--- MATERIALS PROVIDED Enclosed Below ---

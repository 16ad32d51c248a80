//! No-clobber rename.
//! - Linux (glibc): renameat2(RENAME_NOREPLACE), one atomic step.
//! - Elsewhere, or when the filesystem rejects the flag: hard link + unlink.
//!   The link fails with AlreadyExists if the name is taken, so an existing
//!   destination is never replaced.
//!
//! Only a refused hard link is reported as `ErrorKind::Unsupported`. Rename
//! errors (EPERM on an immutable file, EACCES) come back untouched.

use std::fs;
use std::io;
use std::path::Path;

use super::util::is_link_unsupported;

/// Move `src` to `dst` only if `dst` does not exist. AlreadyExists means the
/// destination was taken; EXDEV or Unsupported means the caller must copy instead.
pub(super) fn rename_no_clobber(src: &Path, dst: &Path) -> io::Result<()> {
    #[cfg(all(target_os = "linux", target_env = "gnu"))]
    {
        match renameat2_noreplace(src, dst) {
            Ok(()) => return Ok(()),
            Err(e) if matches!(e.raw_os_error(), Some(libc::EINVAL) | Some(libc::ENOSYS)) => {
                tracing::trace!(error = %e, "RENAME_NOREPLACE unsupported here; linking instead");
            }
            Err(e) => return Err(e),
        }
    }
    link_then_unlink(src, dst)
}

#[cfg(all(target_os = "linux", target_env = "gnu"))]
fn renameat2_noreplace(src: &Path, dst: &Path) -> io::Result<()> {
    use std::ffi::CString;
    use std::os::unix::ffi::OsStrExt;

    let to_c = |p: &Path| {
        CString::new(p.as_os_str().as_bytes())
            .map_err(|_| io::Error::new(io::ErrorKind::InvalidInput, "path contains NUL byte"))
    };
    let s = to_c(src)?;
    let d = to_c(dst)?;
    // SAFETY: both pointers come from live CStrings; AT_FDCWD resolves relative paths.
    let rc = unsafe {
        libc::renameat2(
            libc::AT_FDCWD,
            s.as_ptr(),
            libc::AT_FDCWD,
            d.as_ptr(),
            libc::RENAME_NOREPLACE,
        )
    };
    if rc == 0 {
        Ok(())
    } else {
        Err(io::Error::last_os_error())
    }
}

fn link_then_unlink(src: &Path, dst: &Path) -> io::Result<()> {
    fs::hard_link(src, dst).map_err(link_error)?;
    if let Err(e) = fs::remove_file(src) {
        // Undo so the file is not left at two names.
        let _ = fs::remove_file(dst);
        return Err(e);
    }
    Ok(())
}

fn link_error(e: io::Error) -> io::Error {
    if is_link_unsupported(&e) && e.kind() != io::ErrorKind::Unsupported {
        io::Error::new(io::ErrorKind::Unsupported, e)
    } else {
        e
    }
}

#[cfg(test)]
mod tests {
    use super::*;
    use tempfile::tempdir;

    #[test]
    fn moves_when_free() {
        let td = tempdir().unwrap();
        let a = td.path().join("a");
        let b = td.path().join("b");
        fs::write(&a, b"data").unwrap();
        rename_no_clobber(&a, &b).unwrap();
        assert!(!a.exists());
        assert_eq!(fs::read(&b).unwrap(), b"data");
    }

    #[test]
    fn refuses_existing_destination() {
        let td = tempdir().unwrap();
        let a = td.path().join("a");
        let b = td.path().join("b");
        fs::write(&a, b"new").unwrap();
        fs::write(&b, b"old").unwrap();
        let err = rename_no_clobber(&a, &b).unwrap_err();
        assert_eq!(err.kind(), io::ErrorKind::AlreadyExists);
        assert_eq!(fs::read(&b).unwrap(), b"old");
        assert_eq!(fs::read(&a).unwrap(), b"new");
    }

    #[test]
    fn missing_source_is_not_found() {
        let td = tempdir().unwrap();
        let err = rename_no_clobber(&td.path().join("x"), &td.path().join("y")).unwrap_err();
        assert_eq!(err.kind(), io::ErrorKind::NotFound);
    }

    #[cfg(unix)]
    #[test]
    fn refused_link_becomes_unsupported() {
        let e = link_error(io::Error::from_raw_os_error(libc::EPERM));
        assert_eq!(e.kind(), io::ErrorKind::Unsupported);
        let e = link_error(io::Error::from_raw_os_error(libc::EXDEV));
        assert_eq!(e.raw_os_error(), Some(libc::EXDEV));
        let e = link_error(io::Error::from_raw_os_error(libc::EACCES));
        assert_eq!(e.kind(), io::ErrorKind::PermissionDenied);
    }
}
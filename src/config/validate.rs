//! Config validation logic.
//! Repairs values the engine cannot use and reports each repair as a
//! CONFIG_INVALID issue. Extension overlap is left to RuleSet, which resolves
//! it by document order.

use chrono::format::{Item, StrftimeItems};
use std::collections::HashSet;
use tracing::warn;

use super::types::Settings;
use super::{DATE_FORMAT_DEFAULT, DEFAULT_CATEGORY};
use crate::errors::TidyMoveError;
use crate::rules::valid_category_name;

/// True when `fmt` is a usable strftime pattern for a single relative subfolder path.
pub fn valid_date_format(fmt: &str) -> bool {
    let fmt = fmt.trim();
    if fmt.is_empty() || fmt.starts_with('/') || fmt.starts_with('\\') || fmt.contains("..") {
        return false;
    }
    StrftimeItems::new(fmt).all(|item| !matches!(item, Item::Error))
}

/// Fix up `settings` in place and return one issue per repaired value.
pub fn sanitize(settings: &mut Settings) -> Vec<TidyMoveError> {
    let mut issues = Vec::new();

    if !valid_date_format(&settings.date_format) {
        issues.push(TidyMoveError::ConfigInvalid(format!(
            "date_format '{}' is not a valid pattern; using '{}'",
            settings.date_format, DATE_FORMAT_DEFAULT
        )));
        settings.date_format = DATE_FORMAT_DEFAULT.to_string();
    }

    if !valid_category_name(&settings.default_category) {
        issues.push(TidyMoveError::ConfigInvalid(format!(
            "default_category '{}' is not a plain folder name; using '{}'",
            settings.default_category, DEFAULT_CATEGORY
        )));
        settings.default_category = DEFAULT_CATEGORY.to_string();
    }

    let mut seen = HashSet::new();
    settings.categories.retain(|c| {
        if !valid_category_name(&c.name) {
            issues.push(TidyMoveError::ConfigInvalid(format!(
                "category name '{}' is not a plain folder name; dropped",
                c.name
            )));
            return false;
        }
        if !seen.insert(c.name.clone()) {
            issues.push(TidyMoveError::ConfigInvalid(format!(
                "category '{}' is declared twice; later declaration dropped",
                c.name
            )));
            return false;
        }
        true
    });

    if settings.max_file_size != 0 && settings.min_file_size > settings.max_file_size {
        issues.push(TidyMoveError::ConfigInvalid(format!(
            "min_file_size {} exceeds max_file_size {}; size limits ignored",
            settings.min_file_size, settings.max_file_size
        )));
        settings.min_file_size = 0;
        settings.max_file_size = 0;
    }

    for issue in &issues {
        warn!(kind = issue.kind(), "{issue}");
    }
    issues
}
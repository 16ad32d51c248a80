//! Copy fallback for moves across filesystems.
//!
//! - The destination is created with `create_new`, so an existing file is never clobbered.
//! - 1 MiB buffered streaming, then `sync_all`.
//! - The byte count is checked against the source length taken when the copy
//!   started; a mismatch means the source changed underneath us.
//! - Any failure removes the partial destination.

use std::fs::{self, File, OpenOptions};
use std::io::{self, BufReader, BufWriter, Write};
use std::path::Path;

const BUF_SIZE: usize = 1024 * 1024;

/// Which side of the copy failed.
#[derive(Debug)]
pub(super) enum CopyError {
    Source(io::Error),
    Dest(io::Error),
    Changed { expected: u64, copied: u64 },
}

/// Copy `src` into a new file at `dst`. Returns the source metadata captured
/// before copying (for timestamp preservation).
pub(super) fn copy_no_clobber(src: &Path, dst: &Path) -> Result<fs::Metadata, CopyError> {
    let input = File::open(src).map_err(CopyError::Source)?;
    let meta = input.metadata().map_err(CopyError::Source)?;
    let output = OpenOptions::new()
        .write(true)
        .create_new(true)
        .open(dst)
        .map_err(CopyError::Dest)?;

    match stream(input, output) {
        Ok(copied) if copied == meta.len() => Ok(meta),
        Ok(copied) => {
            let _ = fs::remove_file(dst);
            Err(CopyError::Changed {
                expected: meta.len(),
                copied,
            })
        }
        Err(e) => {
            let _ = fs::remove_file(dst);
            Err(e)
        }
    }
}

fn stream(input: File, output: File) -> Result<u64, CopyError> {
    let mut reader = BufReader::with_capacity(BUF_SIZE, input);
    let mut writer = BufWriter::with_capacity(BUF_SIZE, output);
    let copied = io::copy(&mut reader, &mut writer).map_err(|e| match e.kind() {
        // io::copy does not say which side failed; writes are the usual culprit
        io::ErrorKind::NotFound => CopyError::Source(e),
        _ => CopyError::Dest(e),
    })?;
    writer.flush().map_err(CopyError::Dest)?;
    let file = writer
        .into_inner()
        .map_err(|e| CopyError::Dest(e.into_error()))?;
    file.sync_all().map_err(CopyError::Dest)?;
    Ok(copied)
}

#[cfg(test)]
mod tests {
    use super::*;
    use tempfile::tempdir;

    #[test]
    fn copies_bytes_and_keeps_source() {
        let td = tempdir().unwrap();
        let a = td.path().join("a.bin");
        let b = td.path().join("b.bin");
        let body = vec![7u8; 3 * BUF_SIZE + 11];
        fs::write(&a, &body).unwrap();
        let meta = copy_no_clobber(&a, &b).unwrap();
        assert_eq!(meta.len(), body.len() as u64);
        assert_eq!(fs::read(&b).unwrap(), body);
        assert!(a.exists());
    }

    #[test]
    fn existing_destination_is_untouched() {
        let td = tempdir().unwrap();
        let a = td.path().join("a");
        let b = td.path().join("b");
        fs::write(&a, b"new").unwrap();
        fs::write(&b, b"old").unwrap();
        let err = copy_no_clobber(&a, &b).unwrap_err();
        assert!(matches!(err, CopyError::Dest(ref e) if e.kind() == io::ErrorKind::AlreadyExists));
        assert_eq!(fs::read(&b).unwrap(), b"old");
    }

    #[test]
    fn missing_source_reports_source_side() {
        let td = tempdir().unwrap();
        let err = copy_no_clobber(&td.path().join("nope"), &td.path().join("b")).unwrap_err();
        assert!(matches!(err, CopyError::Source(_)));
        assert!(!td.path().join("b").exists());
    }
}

--- End of Enclosed MATERIALS PROVIDED ---

The string "Item" marks the lines to return from the material. Copy each one.

§ **EXPECTED OUTPUT**
use chrono::format::{Item, StrftimeItems};
    StrftimeItems::new(fmt).all(|item| !matches!(item, Item::Error))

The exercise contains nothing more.